Principles of Consolidation
The consolidated financial statements are comprised of the accounts of Roebling Financial Corp, Inc. and its wholly-owned subsidiary, Roebling Bank (the “Bank”). All significant intercompany accounts and transactions have been eliminated in consolidation.
Basis of Consolidated Financial Statement Presentation
The consolidated financial statements have been prepared in conformity with accounting principles generally accepted in the United States of America. In preparing the consolidated financial statements, management is required to make estimates and assumptions that affect the reported amount of assets and liabilities as of the date of the statement of financial condition and revenues and expenses for the period then ended. Actual results could differ significantly from those estimates. Material estimates that are particularly susceptible to significant changes in the near term relate to the determination of the allowance for loan losses, the valuation of foreclosed real estate and the assessment of prepayment risks associated with mortgage-backed securities. Management believes that the allowance for loan losses considers all known and inherent losses, foreclosed real estate is appropriately valued and prepayment risks associated with mortgage-backed securities are properly recognized. While management uses available information to recognize losses on loans and foreclosed real estate, future additions to the allowance for loan losses or further writedowns of foreclosed real estate may be necessary based on changes in economic conditions in the Company's market area. Additionally, assessments of prepayment risks related to mortgage-backed securities are based upon current market conditions, which are subject to frequent change.
In addition, various regulatory agencies, as an integral part of their examination process, periodically review the Company's allowance for loan losses and foreclosed real estate. Such agencies may require the Company to recognize additions to the allowance for loan losses or additional writedowns on foreclosed real estate based on their judgments about information available to them at the time of their examination.
Concentration of Risk
The Company's lending activity is concentrated in loans secured by real estate located in the State of New Jersey.

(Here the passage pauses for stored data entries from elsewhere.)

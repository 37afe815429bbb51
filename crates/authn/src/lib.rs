//! # Perimeter Authentication
//!
//! Caller authentication and gateway-to-service trust.
//!
//! This crate provides:
//! - **Token verification**: HS256 bearer tokens checked for signature, expiry and revocation
//! - **Revocation ledger**: per-subject token versions in the shared store, read through a circuit
//!   breaker
//! - **Verification cache**: bounded positive-result cache so hot tokens skip the store
//! - **Request signing**: HMAC-SHA256 signatures binding identity, timestamp and nonce on
//!   gateway → service calls
//! - **Replay protection**: nonce stores rejecting any signed request seen twice
//!
//! ## Example
//!
//! ```no_run
//! use std::sync::Arc;
//!
//! use perimeter_authn::{
//!     GatewayKey, InMemoryNonceStore, RequestSigner, SignatureConfig, SignatureVerifier,
//! };
//!
//! # async fn example() -> Result<(), Box<dyn std::error::Error>> {
//! let key = GatewayKey::new(b"shared-gateway-secret")?;
//!
//! // Gateway side
//! let signed = RequestSigner::new(key.clone()).sign(None);
//! let mut headers = http::HeaderMap::new();
//! signed.apply(&mut headers)?;
//!
//! // Service side
//! let nonces = Arc::new(InMemoryNonceStore::default());
//! let verifier = SignatureVerifier::new(key, SignatureConfig::default(), nonces);
//! verifier.verify(&headers).await?;
//! # Ok(())
//! # }
//! ```
//!
//! ## Feature Flags
//!
//! - **`testutil`**: token minting helpers for tests
//! - **`failpoints`**: `fail` crate injection before the revocation-store read

#![deny(unsafe_code)]
#![warn(missing_docs)]

/// Invalid-token audit log.
pub mod audit;
/// Verification cache.
pub mod cache;
/// Authentication error types.
pub mod error;
/// Header names, bearer extraction and identity propagation.
pub mod headers;
/// Token payload and identity.
pub mod identity;
/// Replay protection.
pub mod nonce;
/// Token revocation.
pub mod revocation;
/// Gateway request signing.
pub mod signing;
#[cfg(any(test, feature = "testutil"))]
#[allow(clippy::expect_used)]
pub mod testutil;
/// Bearer-token verification.
pub mod verifier;

pub use audit::{AUDIT_RETENTION, AuditRecord, InvalidTokenAudit};
pub use cache::{DEFAULT_CACHE_CAPACITY, DEFAULT_CACHE_TTL, VerificationCache};
pub use error::{AuthError, ErrorBody, Result};
pub use headers::{bearer_token, propagated_identity};
pub use identity::{Identity, TokenRecord};
pub use nonce::{DurableNonceStore, InMemoryNonceStore, NonceStore};
pub use revocation::RevocationLedger;
pub use signing::{
    DEFAULT_MAX_AGE, DEFAULT_NONCE_TTL, GatewayKey, RequestSigner, SignatureConfig,
    SignatureVerifier, SignedRequest,
};
pub use verifier::{TokenVerifier, VerifierConfig};
//! Circuit breaker protecting calls to a flaky dependency.
//!
//! The breaker detects sustained failures of a dependency (the revocation
//! store, typically) and stops calling it for a cooldown period, serving a
//! caller-provided fallback instead. After the cooldown one trial call is let
//! through to probe for recovery.
//!
//! # State Machine
//!
//! ```text
//! ┌────────┐  failure_threshold  ┌──────┐  retry_interval  ┌──────────┐
//! │ Closed │ ──────reached─────→ │ Open │ ────elapsed────→ │ HalfOpen │
//! └────────┘                     └──────┘ ←─probe fails─── └──────────┘
//!      ↑                                                        │
//!      └───────────────────── probe succeeds ───────────────────┘
//! ```
//!
//! The transitions live in [`BreakerFsm`], which performs no I/O and takes
//! the current time as an argument. [`CircuitBreaker`] wraps it in a mutex
//! and drives it around an async operation.

use std::{
    fmt,
    future::Future,
    sync::Arc,
    time::{Duration, Instant},
};

use parking_lot::Mutex;
use thiserror::Error;

use crate::error::ConfigError;

/// Default number of consecutive failures before opening the circuit.
pub const DEFAULT_FAILURE_THRESHOLD: u32 = 5;

/// Default time the circuit stays open before a trial call is allowed.
pub const DEFAULT_RETRY_INTERVAL: Duration = Duration::from_secs(30);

The Company's loan portfolio is predominantly made up of 1-to-4 family residential mortgage and home equity loans, the majority of which are secured by properties located in Burlington County. These loans are secured by lien positions on the respective real estate properties and are subject to the Company's loan underwriting policies. In general, the Company's loan portfolio performance is dependent upon the local economic conditions.
Interest-Rate Risk
The Company is principally engaged in the business of attracting deposits from the general public and using these deposits to make loans secured by real estate and, to a lesser extent, consumer and commercial loans and to purchase mortgage-backed and investment securities. The potential for interest-rate risk exists as a result of the shorter duration of the Company's interest-sensitive liabilities compared to the generally longer duration of interest-sensitive assets.

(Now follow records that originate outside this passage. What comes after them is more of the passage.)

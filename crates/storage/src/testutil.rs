//! Shared test utilities for code built on [`StorageBackend`].
//!
//! Feature-gated behind `testutil` so it never leaks into production builds.
//!
//! ```toml
//! [dev-dependencies]
//! perimeter-storage = { path = "../storage", features = ["testutil"] }
//! ```

use std::{
    sync::{
        Arc,
        atomic::{AtomicBool, AtomicUsize, Ordering},
    },
    time::Duration,
};

use async_trait::async_trait;
use bytes::Bytes;

use crate::{BatchEntry, MemoryBackend, StorageBackend, StorageError, StorageResult};

#[derive(Debug, Default)]
struct Counters {
    get: AtomicUsize,
    write: AtomicUsize,
    cas: AtomicUsize,
    increment: AtomicUsize,
    batch: AtomicUsize,
}

/// A [`MemoryBackend`] wrapper whose operations can be made to fail on demand.
///
/// While failing, every operation returns [`StorageError::Connection`] without
/// touching the inner store. Calls are counted whether or not they fail, which
/// lets tests assert that a circuit breaker stopped calling the store at all.
#[derive(Debug, Clone)]
pub struct FlakyBackend {
    inner: MemoryBackend,
    failing: Arc<AtomicBool>,
    counters: Arc<Counters>,
}

impl Default for FlakyBackend {
    fn default() -> Self {
        Self::new()
    }
}

impl FlakyBackend {
    /// Creates a healthy backend. Requires a Tokio runtime.
    #[must_use]
    pub fn new() -> Self {
        Self {
            inner: MemoryBackend::new(),
            failing: Arc::new(AtomicBool::new(false)),
            counters: Arc::new(Counters::default()),
        }
    }

    /// Turns failure injection on or off.
    pub fn set_failing(&self, failing: bool) {
        self.failing.store(failing, Ordering::SeqCst);
    }

    /// The wrapped store, for seeding and inspecting data directly.
    #[must_use]
    pub fn inner(&self) -> &MemoryBackend {
        &self.inner
    }

    /// Number of `get` calls received.
    #[must_use]
    pub fn get_calls(&self) -> usize {
        self.counters.get.load(Ordering::SeqCst)
    }

    /// Number of `set`, `set_with_ttl` and `delete` calls received.
    #[must_use]
    pub fn write_calls(&self) -> usize {
        self.counters.write.load(Ordering::SeqCst)
    }

    /// Number of `compare_and_set` calls received.
    #[must_use]
    pub fn cas_calls(&self) -> usize {
        self.counters.cas.load(Ordering::SeqCst)
    }

    /// Number of `increment` calls received.
    #[must_use]
    pub fn increment_calls(&self) -> usize {
        self.counters.increment.load(Ordering::SeqCst)
    }

    /// Number of `write_batch` calls received.
    #[must_use]
    pub fn batch_calls(&self) -> usize {
        self.counters.batch.load(Ordering::SeqCst)
    }

    fn check(&self, counter: &AtomicUsize) -> StorageResult<()> {
        counter.fetch_add(1, Ordering::SeqCst);
        if self.failing.load(Ordering::SeqCst) {
            return Err(StorageError::connection("injected store failure"));
        }
        Ok(())
    }
}

#[async_trait]
impl StorageBackend for FlakyBackend {
    async fn get(&self, key: &str) -> StorageResult<Option<Bytes>> {
        self.check(&self.counters.get)?;
        self.inner.get(key).await
    }

    async fn set(&self, key: &str, value: Vec<u8>) -> StorageResult<()> {
        self.check(&self.counters.write)?;
        self.inner.set(key, value).await
    }

    async fn set_with_ttl(&self, key: &str, value: Vec<u8>, ttl: Duration) -> StorageResult<()> {
        self.check(&self.counters.write)?;
        self.inner.set_with_ttl(key, value, ttl).await
    }

    async fn compare_and_set(
        &self,
        key: &str,
        expected: Option<&[u8]>,
        new_value: Vec<u8>,
    ) -> StorageResult<()> {
        self.check(&self.counters.cas)?;
        self.inner.compare_and_set(key, expected, new_value).await
    }

    async fn delete(&self, key: &str) -> StorageResult<()> {
        self.check(&self.counters.write)?;
        self.inner.delete(key).await
    }

    async fn increment(&self, key: &str, ttl_on_create: Duration) -> StorageResult<i64> {
        self.check(&self.counters.increment)?;
        self.inner.increment(key, ttl_on_create).await
    }

    async fn ttl(&self, key: &str) -> StorageResult<Option<Duration>> {
        self.check(&self.counters.get)?;
        self.inner.ttl(key).await
    }

    async fn write_batch(&self, entries: Vec<BatchEntry>) -> StorageResult<()> {
        self.check(&self.counters.batch)?;
        self.inner.write_batch(entries).await
    }

    async fn health_check(&self) -> StorageResult<()> {
        if self.failing.load(Ordering::SeqCst) {
            return Err(StorageError::connection("injected store failure"));
        }
        self.inner.health_check().await
    }
}

#[cfg(test)]
#[allow(clippy::unwrap_used, clippy::expect_used)]
mod tests {
    use super::*;

    #[tokio::test]
    async fn failing_backend_counts_and_rejects() {
        let backend = FlakyBackend::new();
        backend.set("k", b"v".to_vec()).await.unwrap();

        backend.set_failing(true);
        assert!(matches!(backend.get("k").await, Err(StorageError::Connection { .. })));
        assert!(backend.health_check().await.is_err());

        backend.set_failing(false);
        assert_eq!(backend.get("k").await.unwrap().as_deref(), Some(&b"v"[..]));
        assert_eq!(backend.get_calls(), 2);
        assert_eq!(backend.write_calls(), 1);
    }
}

In a rising interest rate environment, liabilities will generally reprice faster than assets, and there may be a reduction in the market value of long-term assets and net interest income. For this reason, management regularly monitors the maturity and interest-rate structure of the Company's assets and liabilities in order to control its level of interest-rate risk and to plan for future volatility.
-24-
ROEBLING FINANCIAL CORP, INC. AND SUBSIDIARY
NOTES TO CONSOLIDATED FINANCIAL STATEMENTS
1. SUMMARY OF SIGNIFICANT ACCOUNTING POLICIES (Cont'd)
Cash and Cash Equivalents
Cash and cash equivalents include cash, amounts due from depository institutions, and interest-bearing accounts with original maturities of three months or less.

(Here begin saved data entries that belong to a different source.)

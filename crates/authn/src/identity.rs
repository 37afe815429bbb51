//! Token payload and the identity derived from it.

use serde::{Deserialize, Serialize};

/// Decoded payload of a bearer token.
///
/// Issued externally; the perimeter only verifies and reads it.
#[derive(Debug, Clone, PartialEq, Eq, Serialize, Deserialize)]
pub struct TokenRecord {
    /// Subject identifier.
    #[serde(rename = "id")]
    pub subject_id: String,
    /// Subject email; also the revocation key.
    pub email: String,
    /// Human-readable name.
    #[serde(rename = "name")]
    pub display_name: String,
    /// Role propagated to internal services.
    pub role: String,
    /// Revocation version the token was issued under.
    #[serde(rename = "tokenVersion", default)]
    pub version: u64,
    /// Issued-at, seconds since the Unix epoch.
    #[serde(rename = "iat")]
    pub issued_at: i64,
    /// Expiry, seconds since the Unix epoch.
    #[serde(rename = "exp")]
    pub expires_at: i64,
}

impl TokenRecord {
    /// Returns `true` if the token expired at or before `now` (Unix seconds).
    #[must_use]
    pub fn is_expired_at(&self, now: i64) -> bool {
        self.expires_at <= now
    }

    /// The identity this token vouches for.
    #[must_use]
    pub fn identity(&self) -> Identity {
        Identity {
            subject_id: self.subject_id.clone(),
            role: self.role.clone(),
            email: self.email.clone(),
            display_name: self.display_name.clone(),
        }
    }
}

/// A verified caller, scoped to one request.
#[derive(Debug, Clone, PartialEq, Eq, Hash)]
pub struct Identity {
    /// Subject identifier.
    pub subject_id: String,
    /// Role.
    pub role: String,
    /// Email.
    pub email: String,
    /// Display name.
    pub display_name: String,
}

impl From<&TokenRecord> for Identity {
    fn from(record: &TokenRecord) -> Self {
        record.identity()
    }
}
//! Server-side token revocation.
//!
//! Each subject (keyed by email) has a monotonically increasing version in
//! the shared store. A token is valid only while its embedded version equals
//! the stored one; a missing record counts as version `0`. Bumping the
//! version invalidates every outstanding token for the subject at once.
//!
//! Reads go through a [`CircuitBreaker`] whose fallback trusts the version
//! embedded in the presented token, so an unreachable store degrades
//! revocation rather than availability. Writes share the breaker but have no
//! fallback: a failed revocation is surfaced as
//! [`AuthError::RevocationWriteFailed`].

use std::sync::Arc;

use fail::fail_point;
use perimeter_storage::{
    BreakerError, CircuitBreaker, Environment, StorageBackend, StorageError, StorageResult, keys,
};
use tracing::{debug, info};

use crate::error::AuthError;

/// Maximum compare-and-set attempts for one increment.
pub const MAX_INCREMENT_ATTEMPTS: usize = 8;

/// Per-subject token version store.
#[derive(Clone)]
pub struct RevocationLedger {
    backend: Arc<dyn StorageBackend>,
    breaker: CircuitBreaker,
    env: Environment,
}

impl std::fmt::Debug for RevocationLedger {
    fn fmt(&self, f: &mut std::fmt::Formatter<'_>) -> std::fmt::Result {
        f.debug_struct("RevocationLedger")
            .field("env", &self.env)
            .field("breaker", &self.breaker.state())
            .finish_non_exhaustive()
    }
}

impl RevocationLedger {
    /// Creates a ledger reading and writing through `breaker`.
    #[must_use]
    pub fn new(
        backend: Arc<dyn StorageBackend>,
        breaker: CircuitBreaker,
        env: Environment,
    ) -> Self {
        Self { backend, breaker, env }
    }

    /// The breaker protecting the store.
    #[must_use]
    pub fn breaker(&self) -> &CircuitBreaker {
        &self.breaker
    }

    /// Returns the stored version for `subject`.
    ///
    /// If the store is unreachable, the circuit is open, or the stored value
    /// is unreadable, returns `presented` so the check passes.
    #[tracing::instrument(level = "debug", skip(self), fields(env = %self.env))]
    pub async fn current_version(&self, subject: &str, presented: u64) -> u64 {
        let key = keys::token_version(self.env, subject);
        self.breaker.execute(|| self.read(&key), || presented).await
    }

    /// Bumps the stored version for `subject`, returning the new version.
    ///
    /// Concurrent increments never lose an update.
    ///
    /// # Errors
    ///
    /// Returns [`AuthError::RevocationWriteFailed`] if the store fails, the
    /// circuit is open, or the compare-and-set loop keeps losing races.
    #[tracing::instrument(skip(self), fields(env = %self.env))]
    pub async fn increment_version(&self, subject: &str) -> Result<u64, AuthError> {
        let key = keys::token_version(self.env, subject);
        match self.breaker.call(|| self.bump(&key)).await {
            Ok(version) => {
                info!(version, "token version incremented");
                Ok(version)
            },
            Err(BreakerError::Open) => Err(AuthError::RevocationWriteFailed(
                StorageError::connection("revocation store circuit is open"),
            )),
            Err(BreakerError::Inner(err)) => Err(AuthError::RevocationWriteFailed(err)),
        }
    }

    async fn read(&self, key: &str) -> StorageResult<u64> {
        fail_point!("revocation-before-read", |_| {
            Err(StorageError::connection("injected failure before revocation read"))
        });

        match self.backend.get(key).await? {
            Some(raw) => parse_version(key, &raw),
            None => Ok(0),
        }
    }

    async fn bump(&self, key: &str) -> StorageResult<u64> {
        for attempt in 1..=MAX_INCREMENT_ATTEMPTS {
            let current = self.backend.get(key).await?;
            let next = match current.as_deref() {
                Some(raw) => parse_version(key, raw)?.saturating_add(1),
                None => 1,
            };

            match self
                .backend
                .compare_and_set(key, current.as_deref(), next.to_string().into_bytes())
                .await
            {
                Ok(()) => return Ok(next),
                Err(StorageError::Conflict { .. }) => {
                    debug!(attempt, "token version changed concurrently, retrying");
                },
                Err(err) => return Err(err),
            }
        }
        Err(StorageError::conflict(key))
    }
}

fn parse_version(key: &str, raw: &[u8]) -> StorageResult<u64> {
    std::str::from_utf8(raw)
        .ok()
        .and_then(|s| s.trim().parse().ok())
        .ok_or_else(|| {
            StorageError::serialization(format!("value at {key} is not a token version"))
        })
}
/// Write the merger select registers realising `mapping` on `chip`.
fn configure_merger_tree(
    wafer: &mut WaferDescriptor,
    chip: ChipOnWafer,
    mapping: &BTreeMap<NeuronBlockOnChip, DncMerger>,
) {
    let descriptor = wafer.chip_mut(chip);
    let covered: Vec<u8> = mapping.keys().map(|block| block.index()).collect();

    // Leaves: occupied blocks merge their background generator (left
    // input) with the neuron block (right input).
    for &block in &covered {
        descriptor.layer1.set_merger0(Merger0::new(block), MergerMode::Merge);
    }

    let mut mergers: BTreeMap<DncMerger, Vec<u8>> = BTreeMap::new();
    for (block, merger) in mapping {
        mergers.entry(*merger).or_default().push(block.index());
    }

    for (merger, blocks) in &mergers {
        for node in feed_path(*merger) {
            let left = node.left_leaves.iter().any(|leaf| blocks.contains(leaf));
            let right = node.right_leaves.iter().any(|leaf| blocks.contains(leaf));
            let mode = match (left, right) {
                (true, true) => MergerMode::Merge,
                (true, false) => MergerMode::LeftOnly,
                (false, true) => MergerMode::RightOnly,
                (false, false) => continue,
            };
            match node.level {
                1 => descriptor.layer1.set_merger1(Merger1::new(node.index), mode),
                2 => descriptor.layer1.set_merger2(Merger2::new(node.index), mode),
                _ => descriptor.layer1.set_merger3(Merger3::new(node.index), mode),
            }
        }
        descriptor.layer1.enable_sending_repeater(merger.sending_repeater());
    }
}

#[cfg(test)]
mod tests {
    use super::*;

    fn occupancy(counts: &[(usize, usize)]) -> [usize; 8] {
        let mut occupancy = [0; 8];
        for &(block, count) in counts {
            occupancy[block] = count;
        }
        occupancy
    }

    #[test]
    fn single_block_takes_its_direct_merger() {
        let chip = ChipOnWafer::new(0, 0);
        let mapping = min_spl1_cover(chip, &occupancy(&[(0, 4)])).unwrap();
        assert_eq!(mapping.len(), 1);
        assert_eq!(mapping[&NeuronBlockOnChip::new(0)], DncMerger::new(0));
    }

    #[test]
    fn two_adjacent_blocks_merge() {
        let chip = ChipOnWafer::new(0, 0);
        let mapping = min_spl1_cover(chip, &occupancy(&[(0, 10), (1, 10)])).unwrap();
        let mergers: Vec<u8> = mapping.values().map(|m| m.index()).collect();
        assert_eq!(mergers, vec![1, 1]);
    }

    #[test]
    fn full_chip_collapses_to_merger_three() {
        let chip = ChipOnWafer::new(0, 0);
        let mapping =
            min_spl1_cover(chip, &occupancy(&(0..8).map(|b| (b, 6)).collect::<Vec<_>>()))
                .unwrap();
        assert!(mapping.values().all(|merger| merger.index() == 3));
    }

    #[test]
    fn capacity_forces_a_split() {
        // 60 + 10 neurons exceed one pool; blocks 0 and 1 can not share
        // merger 1 and must fall back to their direct mergers.
        let chip = ChipOnWafer::new(0, 0);
        let mapping = min_spl1_cover(chip, &occupancy(&[(0, 60), (1, 10)])).unwrap();
        assert_eq!(mapping[&NeuronBlockOnChip::new(0)], DncMerger::new(0));
        assert_eq!(mapping[&NeuronBlockOnChip::new(1)], DncMerger::new(1));
    }

    #[test]
    fn oversized_block_is_rejected() {
        let chip = ChipOnWafer::new(0, 0);
        assert!(min_spl1_cover(chip, &occupancy(&[(0, 64)])).is_err());
    }

    #[test]
    fn rightmost_mergers_stay_free() {
        // Two full blocks exceed a shared pool; the bitmask tie-break
        // settles on the leftmost pair of mergers.
        let chip = ChipOnWafer::new(0, 0);
        let mapping = min_spl1_cover(chip, &occupancy(&[(0, 40), (1, 40)])).unwrap();
        assert_eq!(mapping[&NeuronBlockOnChip::new(0)], DncMerger::new(0));
        assert_eq!(mapping[&NeuronBlockOnChip::new(1)], DncMerger::new(1));
    }

    #[test]
    fn rightmost_blocks_route_through_the_root() {
        // Blocks {6,7} could share merger 6, but collecting them at the
        // tree root keeps mergers 4..=7 free for external input.
        let chip = ChipOnWafer::new(0, 0);
        let mapping = min_spl1_cover(chip, &occupancy(&[(6, 4), (7, 4)])).unwrap();
        assert!(mapping.values().all(|merger| merger.index() == 3));

        let mapping = min_spl1_cover(chip, &occupancy(&[(7, 4)])).unwrap();
        assert_eq!(mapping[&NeuronBlockOnChip::new(7)], DncMerger::new(3));
    }
}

Investments and Mortgage-backed Securities
Debt securities over which there exists positive intent and ability to hold to maturity are classified as held-to-maturity securities and reported at amortized cost. Debt and equity securities that are bought and held principally for the purpose of selling them in the near term are classified as trading securities and reported at fair value, with unrealized holding gains and losses included in earnings. Debt and equity securities not classified as trading securities, nor as held-to-maturity securities, are classified as available-for-sale securities and reported at fair value, with unrealized holding gains or losses, net of deferred income taxes, reported in a separate component of stockholders’ equity.
Premiums and discounts on all securities are amortized/accreted using the interest method. Interest and dividend income on securities, which includes amortization of premiums and accretion of discounts, is recognized in the financial statements when earned. The adjusted cost basis of an identified security sold or called is used for determining security gains and losses recognized in the statements of income.
Loans and Allowance for Loan Losses
Loans receivable are stated at unpaid principal balances, less the allowance for loan losses and net deferred loan origination fees and discounts.
Loan fees and certain direct loan origination costs are deferred, and the net fee or cost is recognized as an adjustment to interest income using the interest method over the contractual life of the loans, adjusted for prepayments.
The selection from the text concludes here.